Needed from the data below: every line from the one with "logs: SdkLoggerProvider::builder()" up to and including the one with "use opentelemetry::trace::TracerProvider as", repeated exactly and with nothing else.

## Stored data
:::::
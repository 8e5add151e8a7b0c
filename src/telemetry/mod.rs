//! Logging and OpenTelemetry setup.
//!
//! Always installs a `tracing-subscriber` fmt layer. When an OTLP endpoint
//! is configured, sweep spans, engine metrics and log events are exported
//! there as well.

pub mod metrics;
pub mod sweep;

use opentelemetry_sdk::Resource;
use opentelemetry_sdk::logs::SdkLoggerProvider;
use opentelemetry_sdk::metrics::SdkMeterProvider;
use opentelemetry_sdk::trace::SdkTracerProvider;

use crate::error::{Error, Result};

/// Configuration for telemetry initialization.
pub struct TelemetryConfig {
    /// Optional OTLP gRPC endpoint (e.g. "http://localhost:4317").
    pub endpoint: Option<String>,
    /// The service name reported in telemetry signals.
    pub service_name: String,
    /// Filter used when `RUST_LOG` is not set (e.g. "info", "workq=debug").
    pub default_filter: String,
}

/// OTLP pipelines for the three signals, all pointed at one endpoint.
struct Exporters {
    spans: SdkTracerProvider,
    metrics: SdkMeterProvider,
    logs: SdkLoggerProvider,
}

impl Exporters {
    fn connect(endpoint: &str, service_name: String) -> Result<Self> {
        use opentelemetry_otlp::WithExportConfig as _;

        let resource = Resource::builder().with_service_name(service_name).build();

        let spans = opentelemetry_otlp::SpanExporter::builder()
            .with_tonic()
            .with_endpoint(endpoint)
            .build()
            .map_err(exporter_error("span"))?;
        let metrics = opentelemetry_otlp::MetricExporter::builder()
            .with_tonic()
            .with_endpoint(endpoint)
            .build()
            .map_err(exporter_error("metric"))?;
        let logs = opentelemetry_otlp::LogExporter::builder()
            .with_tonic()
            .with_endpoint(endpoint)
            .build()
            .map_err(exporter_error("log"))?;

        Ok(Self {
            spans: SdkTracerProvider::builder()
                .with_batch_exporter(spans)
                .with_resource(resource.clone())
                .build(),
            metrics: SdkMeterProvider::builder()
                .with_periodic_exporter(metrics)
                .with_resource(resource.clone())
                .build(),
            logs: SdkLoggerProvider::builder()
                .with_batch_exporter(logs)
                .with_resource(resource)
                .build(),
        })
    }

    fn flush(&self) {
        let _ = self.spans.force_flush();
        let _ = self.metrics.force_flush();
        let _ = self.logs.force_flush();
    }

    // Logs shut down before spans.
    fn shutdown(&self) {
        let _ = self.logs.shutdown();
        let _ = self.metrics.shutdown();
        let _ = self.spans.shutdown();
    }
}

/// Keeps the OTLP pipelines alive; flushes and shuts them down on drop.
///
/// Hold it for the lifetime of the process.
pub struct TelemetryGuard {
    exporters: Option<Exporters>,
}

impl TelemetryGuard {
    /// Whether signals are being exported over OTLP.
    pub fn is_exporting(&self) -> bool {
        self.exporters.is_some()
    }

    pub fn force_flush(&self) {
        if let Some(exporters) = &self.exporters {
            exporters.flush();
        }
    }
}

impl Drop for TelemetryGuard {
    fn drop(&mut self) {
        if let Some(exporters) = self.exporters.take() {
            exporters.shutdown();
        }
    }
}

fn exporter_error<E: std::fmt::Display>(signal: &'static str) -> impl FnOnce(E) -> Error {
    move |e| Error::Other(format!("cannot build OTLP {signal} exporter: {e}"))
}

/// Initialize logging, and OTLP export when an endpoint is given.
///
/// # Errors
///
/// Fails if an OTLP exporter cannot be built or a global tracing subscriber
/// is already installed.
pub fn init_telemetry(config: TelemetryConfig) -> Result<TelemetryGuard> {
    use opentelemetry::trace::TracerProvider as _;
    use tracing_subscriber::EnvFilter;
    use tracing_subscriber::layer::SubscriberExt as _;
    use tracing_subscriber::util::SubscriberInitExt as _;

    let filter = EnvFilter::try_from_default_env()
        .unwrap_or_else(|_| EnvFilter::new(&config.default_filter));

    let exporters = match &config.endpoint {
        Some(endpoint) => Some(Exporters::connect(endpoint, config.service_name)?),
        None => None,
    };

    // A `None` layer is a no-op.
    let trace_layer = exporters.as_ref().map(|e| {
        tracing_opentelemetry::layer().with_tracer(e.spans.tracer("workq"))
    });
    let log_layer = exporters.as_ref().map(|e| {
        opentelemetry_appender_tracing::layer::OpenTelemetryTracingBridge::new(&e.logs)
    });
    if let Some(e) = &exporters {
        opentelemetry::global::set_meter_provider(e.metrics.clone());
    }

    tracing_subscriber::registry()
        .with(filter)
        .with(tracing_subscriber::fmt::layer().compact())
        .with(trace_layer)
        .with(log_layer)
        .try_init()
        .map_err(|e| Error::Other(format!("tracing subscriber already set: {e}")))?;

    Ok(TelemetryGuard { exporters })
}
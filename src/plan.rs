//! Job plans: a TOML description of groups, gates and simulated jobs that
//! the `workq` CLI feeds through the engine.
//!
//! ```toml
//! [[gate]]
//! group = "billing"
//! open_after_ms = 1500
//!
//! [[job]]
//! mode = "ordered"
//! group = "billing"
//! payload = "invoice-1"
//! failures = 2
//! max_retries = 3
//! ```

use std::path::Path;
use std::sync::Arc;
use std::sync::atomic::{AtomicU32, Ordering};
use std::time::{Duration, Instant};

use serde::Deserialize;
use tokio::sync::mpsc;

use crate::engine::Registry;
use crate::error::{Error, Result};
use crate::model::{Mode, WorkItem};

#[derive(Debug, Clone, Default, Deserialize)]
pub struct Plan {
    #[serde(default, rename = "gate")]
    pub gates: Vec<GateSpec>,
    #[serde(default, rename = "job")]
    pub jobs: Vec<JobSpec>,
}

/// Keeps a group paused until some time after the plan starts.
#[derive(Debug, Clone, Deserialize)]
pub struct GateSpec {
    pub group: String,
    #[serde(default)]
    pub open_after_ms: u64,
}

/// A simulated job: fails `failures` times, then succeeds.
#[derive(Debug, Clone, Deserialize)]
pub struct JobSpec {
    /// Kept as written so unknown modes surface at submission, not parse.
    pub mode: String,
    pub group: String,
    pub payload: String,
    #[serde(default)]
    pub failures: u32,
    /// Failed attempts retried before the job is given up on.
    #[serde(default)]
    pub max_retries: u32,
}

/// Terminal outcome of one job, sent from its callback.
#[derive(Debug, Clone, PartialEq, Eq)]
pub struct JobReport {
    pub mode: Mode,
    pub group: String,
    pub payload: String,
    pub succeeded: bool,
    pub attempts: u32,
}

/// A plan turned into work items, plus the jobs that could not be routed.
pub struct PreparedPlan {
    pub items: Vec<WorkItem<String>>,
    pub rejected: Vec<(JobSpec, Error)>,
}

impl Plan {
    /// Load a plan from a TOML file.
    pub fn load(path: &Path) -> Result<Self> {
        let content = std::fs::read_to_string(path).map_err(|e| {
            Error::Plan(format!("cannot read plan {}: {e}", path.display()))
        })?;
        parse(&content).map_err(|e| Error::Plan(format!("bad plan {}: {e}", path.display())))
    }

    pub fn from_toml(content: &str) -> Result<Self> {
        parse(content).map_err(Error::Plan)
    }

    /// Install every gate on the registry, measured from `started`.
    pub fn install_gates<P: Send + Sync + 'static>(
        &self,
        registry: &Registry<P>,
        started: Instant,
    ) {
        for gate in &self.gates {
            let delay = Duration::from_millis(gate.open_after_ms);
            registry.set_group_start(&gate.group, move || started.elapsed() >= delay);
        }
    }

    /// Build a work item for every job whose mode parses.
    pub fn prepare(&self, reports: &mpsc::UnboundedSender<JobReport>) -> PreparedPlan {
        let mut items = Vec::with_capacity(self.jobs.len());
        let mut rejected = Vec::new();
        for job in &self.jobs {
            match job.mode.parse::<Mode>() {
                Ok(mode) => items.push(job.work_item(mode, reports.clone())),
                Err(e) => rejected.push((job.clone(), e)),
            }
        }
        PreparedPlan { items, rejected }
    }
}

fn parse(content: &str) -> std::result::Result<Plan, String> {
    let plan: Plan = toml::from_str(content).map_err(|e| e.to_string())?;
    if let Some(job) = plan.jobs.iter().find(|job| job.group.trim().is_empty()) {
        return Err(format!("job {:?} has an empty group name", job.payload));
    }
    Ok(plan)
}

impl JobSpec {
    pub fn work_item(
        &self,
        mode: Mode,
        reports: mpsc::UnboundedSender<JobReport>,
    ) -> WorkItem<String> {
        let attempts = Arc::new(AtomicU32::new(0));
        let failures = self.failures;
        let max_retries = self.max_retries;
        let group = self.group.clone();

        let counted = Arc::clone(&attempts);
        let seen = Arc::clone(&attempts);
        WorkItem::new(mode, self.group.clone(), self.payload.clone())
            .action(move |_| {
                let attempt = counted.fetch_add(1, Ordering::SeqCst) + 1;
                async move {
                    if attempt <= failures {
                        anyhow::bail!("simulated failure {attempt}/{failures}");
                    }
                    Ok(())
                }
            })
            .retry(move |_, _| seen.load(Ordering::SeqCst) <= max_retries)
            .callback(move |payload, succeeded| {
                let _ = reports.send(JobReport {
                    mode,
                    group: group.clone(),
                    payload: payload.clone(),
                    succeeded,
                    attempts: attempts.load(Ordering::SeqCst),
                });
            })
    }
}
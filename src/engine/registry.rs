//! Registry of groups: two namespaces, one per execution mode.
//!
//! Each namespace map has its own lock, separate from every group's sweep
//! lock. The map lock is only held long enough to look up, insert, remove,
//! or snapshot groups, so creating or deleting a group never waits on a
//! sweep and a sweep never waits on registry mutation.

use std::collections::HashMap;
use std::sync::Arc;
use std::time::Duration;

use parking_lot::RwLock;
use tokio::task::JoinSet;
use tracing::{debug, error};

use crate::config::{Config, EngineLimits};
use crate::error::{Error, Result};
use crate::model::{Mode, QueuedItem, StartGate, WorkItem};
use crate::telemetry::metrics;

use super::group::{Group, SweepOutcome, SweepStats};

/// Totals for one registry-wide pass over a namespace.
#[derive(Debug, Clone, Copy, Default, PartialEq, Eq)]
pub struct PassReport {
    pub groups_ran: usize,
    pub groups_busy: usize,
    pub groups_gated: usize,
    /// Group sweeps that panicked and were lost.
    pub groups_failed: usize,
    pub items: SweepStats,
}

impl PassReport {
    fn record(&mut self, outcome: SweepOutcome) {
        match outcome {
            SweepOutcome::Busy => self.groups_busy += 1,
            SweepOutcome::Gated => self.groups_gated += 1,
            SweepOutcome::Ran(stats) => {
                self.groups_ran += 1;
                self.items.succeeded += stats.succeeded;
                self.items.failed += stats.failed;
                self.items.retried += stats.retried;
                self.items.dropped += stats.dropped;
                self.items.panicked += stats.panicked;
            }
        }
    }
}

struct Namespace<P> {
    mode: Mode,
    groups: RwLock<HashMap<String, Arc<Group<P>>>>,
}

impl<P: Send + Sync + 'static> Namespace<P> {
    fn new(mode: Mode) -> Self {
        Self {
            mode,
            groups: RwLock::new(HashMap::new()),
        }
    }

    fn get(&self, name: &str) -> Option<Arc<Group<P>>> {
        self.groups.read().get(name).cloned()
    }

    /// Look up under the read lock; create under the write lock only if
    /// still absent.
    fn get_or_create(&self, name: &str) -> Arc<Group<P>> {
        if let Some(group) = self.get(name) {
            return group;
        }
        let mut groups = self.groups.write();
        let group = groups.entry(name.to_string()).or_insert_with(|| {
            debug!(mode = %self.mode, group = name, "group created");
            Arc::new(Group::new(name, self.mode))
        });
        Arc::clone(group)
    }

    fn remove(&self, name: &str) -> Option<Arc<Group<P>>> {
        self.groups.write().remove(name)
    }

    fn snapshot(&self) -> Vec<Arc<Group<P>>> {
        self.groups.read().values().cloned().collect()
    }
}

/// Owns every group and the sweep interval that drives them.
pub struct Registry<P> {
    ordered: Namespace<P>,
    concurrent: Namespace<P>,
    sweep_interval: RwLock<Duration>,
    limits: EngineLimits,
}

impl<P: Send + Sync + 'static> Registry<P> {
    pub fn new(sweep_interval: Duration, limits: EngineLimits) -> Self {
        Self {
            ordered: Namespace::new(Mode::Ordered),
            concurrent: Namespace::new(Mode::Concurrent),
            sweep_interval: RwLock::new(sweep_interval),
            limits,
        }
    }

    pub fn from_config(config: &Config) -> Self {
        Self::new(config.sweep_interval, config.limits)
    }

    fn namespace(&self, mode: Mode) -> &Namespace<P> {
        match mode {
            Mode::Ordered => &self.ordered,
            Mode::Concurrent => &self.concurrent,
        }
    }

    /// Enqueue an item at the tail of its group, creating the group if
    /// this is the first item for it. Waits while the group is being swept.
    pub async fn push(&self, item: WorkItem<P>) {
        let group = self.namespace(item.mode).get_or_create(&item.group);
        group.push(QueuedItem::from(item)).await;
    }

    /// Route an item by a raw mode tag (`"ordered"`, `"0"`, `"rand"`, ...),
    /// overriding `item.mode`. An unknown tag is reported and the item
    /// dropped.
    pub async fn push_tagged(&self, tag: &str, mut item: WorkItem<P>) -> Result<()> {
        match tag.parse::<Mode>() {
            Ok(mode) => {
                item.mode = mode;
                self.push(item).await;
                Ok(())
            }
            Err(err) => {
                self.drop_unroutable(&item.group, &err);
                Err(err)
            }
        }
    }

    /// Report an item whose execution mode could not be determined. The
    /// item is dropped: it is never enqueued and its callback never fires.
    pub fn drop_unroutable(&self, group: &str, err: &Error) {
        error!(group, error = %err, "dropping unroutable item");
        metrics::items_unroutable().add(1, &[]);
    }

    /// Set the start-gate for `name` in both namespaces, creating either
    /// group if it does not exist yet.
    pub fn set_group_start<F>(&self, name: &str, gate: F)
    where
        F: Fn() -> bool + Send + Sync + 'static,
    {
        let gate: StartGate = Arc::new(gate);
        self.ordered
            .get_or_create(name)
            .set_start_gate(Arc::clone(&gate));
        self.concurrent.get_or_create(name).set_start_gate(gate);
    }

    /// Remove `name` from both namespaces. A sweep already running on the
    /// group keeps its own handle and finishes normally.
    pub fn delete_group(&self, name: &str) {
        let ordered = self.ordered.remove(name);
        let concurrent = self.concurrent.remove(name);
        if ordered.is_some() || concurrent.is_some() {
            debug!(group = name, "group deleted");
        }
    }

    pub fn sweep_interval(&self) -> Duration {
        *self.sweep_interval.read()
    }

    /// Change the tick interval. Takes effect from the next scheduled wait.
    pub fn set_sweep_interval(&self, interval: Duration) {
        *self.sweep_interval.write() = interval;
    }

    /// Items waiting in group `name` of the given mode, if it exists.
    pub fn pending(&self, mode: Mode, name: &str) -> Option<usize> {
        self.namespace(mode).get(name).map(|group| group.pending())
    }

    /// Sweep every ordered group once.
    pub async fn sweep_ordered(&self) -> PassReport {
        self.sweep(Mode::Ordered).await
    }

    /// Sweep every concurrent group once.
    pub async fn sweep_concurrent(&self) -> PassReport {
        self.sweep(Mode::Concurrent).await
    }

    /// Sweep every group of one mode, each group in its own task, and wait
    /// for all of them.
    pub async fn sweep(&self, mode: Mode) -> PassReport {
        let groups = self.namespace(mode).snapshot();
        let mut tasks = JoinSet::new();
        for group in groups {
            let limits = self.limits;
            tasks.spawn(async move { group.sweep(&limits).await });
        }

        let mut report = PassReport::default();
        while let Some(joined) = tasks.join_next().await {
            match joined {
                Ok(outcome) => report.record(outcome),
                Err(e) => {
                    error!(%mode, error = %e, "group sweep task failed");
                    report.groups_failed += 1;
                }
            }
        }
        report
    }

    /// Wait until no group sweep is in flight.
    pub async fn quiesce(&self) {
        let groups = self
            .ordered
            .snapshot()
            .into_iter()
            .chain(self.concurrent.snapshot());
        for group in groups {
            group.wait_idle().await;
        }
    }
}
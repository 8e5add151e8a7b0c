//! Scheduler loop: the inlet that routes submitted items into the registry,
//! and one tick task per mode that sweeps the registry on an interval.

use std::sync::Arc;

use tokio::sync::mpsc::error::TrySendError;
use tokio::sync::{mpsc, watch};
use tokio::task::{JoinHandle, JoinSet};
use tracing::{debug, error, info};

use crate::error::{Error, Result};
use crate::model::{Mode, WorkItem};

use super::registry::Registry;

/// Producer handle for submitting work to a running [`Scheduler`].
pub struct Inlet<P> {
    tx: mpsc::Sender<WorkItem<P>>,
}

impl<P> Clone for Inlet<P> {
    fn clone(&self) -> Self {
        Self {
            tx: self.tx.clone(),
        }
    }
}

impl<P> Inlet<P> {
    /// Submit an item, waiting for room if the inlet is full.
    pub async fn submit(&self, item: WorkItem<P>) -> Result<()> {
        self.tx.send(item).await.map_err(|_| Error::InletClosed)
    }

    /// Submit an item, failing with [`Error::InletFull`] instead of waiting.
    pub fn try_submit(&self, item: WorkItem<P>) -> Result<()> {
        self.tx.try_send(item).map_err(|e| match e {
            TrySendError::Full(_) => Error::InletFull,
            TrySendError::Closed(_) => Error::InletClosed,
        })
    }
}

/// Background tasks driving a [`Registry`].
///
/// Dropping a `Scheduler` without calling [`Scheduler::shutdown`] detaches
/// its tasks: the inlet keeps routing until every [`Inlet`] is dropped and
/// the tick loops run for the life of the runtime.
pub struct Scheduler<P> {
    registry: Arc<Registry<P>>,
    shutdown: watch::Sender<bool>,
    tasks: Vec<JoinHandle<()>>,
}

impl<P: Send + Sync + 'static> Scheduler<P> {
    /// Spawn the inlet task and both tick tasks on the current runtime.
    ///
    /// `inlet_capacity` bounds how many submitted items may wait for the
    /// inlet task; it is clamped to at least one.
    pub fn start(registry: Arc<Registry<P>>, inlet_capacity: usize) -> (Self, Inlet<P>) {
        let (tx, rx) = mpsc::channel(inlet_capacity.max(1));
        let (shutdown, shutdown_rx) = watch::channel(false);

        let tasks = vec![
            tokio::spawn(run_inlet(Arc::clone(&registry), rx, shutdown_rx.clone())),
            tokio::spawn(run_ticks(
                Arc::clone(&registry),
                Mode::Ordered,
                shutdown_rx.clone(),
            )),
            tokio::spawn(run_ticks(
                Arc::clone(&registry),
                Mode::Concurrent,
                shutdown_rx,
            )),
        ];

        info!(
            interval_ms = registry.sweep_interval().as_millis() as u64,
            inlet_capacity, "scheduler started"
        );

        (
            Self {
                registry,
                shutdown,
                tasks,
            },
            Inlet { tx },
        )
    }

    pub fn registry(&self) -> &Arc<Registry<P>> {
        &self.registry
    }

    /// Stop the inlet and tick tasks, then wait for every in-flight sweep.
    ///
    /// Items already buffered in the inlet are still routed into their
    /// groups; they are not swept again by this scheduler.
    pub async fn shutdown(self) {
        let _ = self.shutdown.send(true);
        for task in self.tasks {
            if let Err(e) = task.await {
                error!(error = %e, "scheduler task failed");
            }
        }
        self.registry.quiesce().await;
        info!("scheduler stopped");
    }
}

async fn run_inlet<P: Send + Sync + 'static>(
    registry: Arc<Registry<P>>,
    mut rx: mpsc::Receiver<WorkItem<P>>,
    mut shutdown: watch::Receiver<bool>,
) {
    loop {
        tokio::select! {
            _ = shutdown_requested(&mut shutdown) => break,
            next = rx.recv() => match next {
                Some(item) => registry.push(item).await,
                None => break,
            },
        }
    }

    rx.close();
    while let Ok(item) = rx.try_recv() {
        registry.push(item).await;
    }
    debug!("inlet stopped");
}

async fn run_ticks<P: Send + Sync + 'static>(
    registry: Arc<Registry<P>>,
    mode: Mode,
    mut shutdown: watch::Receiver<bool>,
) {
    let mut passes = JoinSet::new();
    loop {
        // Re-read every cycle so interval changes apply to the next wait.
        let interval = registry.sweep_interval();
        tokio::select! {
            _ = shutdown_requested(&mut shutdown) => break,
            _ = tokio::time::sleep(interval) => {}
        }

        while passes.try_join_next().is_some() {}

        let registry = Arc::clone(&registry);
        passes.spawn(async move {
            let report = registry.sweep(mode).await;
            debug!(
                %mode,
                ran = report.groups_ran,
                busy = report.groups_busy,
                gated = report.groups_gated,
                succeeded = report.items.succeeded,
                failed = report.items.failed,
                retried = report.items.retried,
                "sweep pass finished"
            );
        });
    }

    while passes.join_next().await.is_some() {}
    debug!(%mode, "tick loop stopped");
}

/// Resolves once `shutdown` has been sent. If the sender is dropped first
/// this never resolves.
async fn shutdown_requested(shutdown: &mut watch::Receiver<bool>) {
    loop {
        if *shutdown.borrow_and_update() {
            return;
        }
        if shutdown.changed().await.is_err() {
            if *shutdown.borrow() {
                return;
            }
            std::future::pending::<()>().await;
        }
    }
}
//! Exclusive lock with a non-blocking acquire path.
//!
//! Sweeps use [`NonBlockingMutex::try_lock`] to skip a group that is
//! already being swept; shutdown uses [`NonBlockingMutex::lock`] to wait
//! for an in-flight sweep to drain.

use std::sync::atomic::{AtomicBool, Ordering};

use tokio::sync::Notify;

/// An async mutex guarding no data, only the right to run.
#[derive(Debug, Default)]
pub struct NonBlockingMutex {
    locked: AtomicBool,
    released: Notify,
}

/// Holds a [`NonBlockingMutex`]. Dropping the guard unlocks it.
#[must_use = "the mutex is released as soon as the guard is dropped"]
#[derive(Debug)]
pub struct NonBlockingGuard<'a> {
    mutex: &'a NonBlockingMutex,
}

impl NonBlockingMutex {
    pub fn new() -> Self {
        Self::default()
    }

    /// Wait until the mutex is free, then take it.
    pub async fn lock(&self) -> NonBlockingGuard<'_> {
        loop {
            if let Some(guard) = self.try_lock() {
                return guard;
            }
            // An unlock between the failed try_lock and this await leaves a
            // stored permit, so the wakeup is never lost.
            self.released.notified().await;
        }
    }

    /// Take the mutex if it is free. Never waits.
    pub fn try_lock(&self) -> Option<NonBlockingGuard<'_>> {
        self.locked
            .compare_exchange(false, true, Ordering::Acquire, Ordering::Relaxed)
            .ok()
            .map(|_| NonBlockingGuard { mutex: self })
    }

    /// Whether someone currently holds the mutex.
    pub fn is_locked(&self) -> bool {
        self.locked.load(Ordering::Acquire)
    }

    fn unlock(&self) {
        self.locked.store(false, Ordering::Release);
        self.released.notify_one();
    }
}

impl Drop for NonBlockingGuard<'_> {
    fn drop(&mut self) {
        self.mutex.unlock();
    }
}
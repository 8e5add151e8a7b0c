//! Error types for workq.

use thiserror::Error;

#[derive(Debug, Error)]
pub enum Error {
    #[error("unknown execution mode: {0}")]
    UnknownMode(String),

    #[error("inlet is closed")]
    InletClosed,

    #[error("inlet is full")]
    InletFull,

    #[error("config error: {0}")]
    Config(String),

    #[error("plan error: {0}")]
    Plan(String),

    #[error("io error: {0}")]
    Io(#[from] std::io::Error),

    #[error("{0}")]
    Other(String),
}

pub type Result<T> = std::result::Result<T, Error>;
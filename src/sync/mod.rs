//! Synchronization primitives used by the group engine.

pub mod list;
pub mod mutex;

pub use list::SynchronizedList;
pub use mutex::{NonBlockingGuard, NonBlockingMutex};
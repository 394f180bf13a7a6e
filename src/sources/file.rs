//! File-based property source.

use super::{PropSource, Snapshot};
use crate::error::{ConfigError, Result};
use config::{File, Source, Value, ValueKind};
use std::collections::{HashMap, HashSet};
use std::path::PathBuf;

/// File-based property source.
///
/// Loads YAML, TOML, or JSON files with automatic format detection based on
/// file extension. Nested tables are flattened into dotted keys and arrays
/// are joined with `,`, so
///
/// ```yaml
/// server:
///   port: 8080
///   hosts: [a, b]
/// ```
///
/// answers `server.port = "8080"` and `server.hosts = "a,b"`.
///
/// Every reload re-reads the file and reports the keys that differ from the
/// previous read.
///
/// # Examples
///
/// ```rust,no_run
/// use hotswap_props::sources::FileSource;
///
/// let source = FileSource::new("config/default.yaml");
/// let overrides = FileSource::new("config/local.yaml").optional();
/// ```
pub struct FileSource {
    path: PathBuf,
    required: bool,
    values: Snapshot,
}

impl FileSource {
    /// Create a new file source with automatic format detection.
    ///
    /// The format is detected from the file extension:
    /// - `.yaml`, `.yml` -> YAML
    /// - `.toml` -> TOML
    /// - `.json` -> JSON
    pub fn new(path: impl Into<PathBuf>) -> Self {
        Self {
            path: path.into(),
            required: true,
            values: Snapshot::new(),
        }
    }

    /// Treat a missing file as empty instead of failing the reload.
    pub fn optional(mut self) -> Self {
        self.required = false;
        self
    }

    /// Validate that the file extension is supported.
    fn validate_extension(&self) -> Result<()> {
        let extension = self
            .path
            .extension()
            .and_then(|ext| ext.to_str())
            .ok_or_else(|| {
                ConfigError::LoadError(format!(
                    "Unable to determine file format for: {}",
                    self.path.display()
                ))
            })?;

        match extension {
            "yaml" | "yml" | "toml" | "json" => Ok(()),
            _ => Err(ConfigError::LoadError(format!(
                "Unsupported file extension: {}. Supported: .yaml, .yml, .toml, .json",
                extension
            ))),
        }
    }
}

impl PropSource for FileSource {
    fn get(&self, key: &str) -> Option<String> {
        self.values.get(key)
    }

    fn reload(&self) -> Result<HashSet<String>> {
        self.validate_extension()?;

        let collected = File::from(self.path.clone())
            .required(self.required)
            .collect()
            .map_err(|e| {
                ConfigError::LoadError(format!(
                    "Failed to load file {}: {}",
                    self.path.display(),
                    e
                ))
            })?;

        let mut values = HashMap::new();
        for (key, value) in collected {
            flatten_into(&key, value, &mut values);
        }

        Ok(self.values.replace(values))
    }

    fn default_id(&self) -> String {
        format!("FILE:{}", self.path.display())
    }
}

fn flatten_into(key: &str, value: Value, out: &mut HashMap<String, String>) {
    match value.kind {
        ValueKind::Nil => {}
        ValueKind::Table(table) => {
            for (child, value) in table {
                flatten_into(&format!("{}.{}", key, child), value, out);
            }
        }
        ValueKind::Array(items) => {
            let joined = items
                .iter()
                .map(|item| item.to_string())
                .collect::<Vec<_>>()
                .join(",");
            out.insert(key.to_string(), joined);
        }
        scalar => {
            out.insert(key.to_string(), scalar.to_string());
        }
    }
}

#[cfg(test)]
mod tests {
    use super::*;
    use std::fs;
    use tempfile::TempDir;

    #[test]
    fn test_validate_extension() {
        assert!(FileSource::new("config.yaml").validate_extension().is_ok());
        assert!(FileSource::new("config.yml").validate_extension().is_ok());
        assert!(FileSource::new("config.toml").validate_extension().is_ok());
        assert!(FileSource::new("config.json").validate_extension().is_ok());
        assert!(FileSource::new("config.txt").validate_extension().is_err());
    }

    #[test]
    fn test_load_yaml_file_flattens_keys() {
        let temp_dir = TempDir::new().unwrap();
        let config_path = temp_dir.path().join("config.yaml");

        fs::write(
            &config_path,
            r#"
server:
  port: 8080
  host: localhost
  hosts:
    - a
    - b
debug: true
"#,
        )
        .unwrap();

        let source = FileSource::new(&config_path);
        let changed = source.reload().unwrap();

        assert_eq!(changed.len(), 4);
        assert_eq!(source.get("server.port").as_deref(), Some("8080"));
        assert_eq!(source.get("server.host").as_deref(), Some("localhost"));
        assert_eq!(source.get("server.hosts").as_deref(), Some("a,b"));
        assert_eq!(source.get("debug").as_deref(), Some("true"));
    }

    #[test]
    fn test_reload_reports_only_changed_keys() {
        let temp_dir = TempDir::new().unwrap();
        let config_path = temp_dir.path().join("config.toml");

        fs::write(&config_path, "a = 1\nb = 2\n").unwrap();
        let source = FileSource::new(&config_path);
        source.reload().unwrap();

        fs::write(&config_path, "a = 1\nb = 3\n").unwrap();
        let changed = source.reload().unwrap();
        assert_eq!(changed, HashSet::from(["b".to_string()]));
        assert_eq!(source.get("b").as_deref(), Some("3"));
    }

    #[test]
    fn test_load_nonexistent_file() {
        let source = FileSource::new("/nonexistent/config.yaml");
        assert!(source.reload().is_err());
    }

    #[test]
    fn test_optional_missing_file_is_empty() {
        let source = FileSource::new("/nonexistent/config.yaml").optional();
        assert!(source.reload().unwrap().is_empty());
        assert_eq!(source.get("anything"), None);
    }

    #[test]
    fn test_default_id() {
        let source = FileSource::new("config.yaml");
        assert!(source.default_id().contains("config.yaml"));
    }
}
:::::
## WRITTEN RESPONSE
            logs: SdkLoggerProvider::builder()
                .with_batch_exporter(logs)
                .with_resource(resource)
                .build(),
        })
    }

    fn flush(&self) {
        let _ = self.spans.force_flush();
        let _ = self.metrics.force_flush();
        let _ = self.logs.force_flush();
    }

    // Logs shut down before spans.
    fn shutdown(&self) {
        let _ = self.logs.shutdown();
        let _ = self.metrics.shutdown();
        let _ = self.spans.shutdown();
    }
}

/// Keeps the OTLP pipelines alive; flushes and shuts them down on drop.
///
/// Hold it for the lifetime of the process.
pub struct TelemetryGuard {
    exporters: Option<Exporters>,
}

impl TelemetryGuard {
    /// Whether signals are being exported over OTLP.
    pub fn is_exporting(&self) -> bool {
        self.exporters.is_some()
    }

    pub fn force_flush(&self) {
        if let Some(exporters) = &self.exporters {
            exporters.flush();
        }
    }
}

impl Drop for TelemetryGuard {
    fn drop(&mut self) {
        if let Some(exporters) = self.exporters.take() {
            exporters.shutdown();
        }
    }
}

fn exporter_error<E: std::fmt::Display>(signal: &'static str) -> impl FnOnce(E) -> Error {
    move |e| Error::Other(format!("cannot build OTLP {signal} exporter: {e}"))
}

/// Initialize logging, and OTLP export when an endpoint is given.
///
/// # Errors
///
/// Fails if an OTLP exporter cannot be built or a global tracing subscriber
/// is already installed.
pub fn init_telemetry(config: TelemetryConfig) -> Result<TelemetryGuard> {
    use opentelemetry::trace::TracerProvider as _;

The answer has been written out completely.